── Study material

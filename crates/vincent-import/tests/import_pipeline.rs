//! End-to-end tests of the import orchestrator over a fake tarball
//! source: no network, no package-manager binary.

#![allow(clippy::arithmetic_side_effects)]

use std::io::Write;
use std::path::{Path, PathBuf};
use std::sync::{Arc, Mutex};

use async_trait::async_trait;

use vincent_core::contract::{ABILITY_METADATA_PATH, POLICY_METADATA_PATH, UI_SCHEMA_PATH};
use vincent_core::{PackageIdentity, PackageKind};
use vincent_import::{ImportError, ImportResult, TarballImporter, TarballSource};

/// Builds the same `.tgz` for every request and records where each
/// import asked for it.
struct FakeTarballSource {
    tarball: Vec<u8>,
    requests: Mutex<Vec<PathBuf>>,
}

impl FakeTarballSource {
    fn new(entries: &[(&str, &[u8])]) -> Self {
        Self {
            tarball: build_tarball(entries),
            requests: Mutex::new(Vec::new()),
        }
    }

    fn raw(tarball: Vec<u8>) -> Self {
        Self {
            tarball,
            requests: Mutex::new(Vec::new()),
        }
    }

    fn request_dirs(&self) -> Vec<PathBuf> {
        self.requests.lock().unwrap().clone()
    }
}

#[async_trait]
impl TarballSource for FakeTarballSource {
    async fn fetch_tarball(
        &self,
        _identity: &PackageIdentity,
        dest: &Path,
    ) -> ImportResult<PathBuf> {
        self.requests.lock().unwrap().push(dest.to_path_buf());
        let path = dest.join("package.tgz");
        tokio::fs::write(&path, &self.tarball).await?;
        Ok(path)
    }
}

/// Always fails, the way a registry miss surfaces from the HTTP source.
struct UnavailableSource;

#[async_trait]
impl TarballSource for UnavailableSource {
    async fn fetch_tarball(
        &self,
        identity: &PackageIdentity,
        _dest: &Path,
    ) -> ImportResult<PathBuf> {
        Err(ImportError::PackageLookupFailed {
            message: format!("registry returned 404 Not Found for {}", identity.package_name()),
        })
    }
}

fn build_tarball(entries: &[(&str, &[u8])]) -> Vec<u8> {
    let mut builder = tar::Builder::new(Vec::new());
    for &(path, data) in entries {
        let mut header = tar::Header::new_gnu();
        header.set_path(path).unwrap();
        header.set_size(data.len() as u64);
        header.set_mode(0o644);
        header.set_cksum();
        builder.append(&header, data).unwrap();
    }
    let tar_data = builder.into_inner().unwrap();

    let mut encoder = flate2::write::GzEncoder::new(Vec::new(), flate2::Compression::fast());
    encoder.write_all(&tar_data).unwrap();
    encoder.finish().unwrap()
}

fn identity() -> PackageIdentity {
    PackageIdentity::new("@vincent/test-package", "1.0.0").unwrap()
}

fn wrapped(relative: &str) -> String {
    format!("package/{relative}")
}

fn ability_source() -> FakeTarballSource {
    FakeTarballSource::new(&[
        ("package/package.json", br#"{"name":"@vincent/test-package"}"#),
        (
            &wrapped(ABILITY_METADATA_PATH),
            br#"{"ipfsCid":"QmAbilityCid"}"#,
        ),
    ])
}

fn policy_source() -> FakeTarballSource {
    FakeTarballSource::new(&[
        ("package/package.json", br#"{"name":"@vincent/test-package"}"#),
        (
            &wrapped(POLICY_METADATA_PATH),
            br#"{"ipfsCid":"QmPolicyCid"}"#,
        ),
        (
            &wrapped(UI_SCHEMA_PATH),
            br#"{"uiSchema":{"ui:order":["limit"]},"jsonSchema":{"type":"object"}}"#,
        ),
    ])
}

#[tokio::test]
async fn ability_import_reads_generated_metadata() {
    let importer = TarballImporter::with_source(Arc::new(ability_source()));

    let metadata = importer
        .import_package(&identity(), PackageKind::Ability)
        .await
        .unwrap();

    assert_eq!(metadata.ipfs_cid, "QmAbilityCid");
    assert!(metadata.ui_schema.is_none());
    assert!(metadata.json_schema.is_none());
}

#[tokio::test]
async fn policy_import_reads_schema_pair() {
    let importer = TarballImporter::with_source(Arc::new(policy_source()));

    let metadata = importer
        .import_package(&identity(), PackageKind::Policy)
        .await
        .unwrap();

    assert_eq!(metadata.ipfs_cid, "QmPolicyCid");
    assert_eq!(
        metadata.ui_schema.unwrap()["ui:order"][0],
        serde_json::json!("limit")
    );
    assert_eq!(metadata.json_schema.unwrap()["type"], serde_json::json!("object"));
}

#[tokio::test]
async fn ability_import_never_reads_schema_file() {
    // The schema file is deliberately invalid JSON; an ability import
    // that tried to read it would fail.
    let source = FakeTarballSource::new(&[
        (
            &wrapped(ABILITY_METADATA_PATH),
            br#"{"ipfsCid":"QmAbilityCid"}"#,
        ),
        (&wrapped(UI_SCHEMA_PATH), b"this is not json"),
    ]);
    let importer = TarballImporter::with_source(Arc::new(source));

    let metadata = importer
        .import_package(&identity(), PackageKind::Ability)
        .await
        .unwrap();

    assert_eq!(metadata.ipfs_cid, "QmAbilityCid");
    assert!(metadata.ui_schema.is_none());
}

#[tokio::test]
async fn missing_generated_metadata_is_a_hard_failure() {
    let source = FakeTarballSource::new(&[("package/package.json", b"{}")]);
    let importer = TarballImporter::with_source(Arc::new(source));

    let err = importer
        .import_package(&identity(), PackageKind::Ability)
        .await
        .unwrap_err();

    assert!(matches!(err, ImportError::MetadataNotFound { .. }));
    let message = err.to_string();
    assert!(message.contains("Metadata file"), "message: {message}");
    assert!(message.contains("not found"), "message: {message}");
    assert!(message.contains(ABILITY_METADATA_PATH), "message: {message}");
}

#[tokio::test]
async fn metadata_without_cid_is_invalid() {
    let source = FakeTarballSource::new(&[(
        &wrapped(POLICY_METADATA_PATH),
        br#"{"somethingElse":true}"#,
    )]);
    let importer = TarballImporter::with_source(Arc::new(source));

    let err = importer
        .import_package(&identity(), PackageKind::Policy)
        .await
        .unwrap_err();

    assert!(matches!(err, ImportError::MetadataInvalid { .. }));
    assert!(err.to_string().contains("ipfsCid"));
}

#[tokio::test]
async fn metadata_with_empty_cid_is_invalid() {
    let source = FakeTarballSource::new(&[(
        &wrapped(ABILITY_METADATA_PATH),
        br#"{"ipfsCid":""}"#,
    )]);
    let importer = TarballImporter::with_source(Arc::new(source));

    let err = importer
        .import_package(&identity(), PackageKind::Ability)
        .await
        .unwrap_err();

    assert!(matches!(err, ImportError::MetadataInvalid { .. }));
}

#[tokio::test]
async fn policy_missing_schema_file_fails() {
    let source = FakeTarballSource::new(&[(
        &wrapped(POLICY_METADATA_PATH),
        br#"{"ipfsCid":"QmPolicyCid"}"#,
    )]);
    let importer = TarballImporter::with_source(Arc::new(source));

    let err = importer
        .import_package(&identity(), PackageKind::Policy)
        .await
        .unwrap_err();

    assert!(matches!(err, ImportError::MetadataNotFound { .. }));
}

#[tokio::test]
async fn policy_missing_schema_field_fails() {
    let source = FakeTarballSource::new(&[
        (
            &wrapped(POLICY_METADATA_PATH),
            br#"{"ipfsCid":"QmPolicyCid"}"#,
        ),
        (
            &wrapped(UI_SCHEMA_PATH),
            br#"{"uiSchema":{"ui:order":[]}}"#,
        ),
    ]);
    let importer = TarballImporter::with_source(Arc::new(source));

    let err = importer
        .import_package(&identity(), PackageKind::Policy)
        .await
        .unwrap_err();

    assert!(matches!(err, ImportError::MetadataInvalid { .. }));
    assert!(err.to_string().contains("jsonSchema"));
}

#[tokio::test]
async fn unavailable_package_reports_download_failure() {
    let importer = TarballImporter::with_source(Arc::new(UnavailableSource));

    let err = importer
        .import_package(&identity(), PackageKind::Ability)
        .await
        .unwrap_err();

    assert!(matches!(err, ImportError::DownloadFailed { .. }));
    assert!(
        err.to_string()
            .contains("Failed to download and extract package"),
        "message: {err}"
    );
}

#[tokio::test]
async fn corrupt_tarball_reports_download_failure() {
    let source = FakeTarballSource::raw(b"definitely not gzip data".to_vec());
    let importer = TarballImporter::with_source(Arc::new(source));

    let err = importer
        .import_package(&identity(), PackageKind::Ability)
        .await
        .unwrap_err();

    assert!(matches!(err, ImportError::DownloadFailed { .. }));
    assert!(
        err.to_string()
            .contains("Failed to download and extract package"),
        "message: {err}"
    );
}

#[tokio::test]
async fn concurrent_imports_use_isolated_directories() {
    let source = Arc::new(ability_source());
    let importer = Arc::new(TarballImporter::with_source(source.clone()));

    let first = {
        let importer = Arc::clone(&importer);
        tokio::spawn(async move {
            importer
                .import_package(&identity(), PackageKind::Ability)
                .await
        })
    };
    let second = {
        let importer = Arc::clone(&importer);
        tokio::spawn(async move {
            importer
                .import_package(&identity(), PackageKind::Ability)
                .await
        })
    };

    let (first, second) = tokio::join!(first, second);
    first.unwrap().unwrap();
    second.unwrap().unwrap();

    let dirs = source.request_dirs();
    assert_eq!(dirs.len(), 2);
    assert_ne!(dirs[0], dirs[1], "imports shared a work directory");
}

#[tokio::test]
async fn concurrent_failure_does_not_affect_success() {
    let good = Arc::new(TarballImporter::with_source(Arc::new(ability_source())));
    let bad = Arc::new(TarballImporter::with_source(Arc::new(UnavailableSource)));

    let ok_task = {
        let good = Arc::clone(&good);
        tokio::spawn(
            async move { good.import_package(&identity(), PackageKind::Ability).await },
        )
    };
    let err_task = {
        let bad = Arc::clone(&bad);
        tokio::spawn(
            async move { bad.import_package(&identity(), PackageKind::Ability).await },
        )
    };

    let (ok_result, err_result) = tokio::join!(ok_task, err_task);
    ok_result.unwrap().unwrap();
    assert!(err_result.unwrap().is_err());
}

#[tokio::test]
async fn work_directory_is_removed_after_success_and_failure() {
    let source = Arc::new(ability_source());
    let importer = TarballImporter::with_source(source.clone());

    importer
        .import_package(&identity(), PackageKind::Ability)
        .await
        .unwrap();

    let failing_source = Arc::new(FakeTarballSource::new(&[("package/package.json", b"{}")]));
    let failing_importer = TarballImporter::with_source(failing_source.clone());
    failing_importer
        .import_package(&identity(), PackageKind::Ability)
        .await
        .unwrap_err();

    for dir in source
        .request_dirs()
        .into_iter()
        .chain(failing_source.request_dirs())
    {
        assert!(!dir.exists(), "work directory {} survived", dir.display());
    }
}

────

_What to do_.
The required output is the entries from their opening line through the line holding "use std::io::Write;", repeated exactly, with both end lines kept.

_Exercise result_.
filename crates/vincent-import/tests/import_pipeline.rs
//! End-to-end tests of the import orchestrator over a fake tarball
//! source: no network, no package-manager binary.

#![allow(clippy::arithmetic_side_effects)]

use std::io::Write;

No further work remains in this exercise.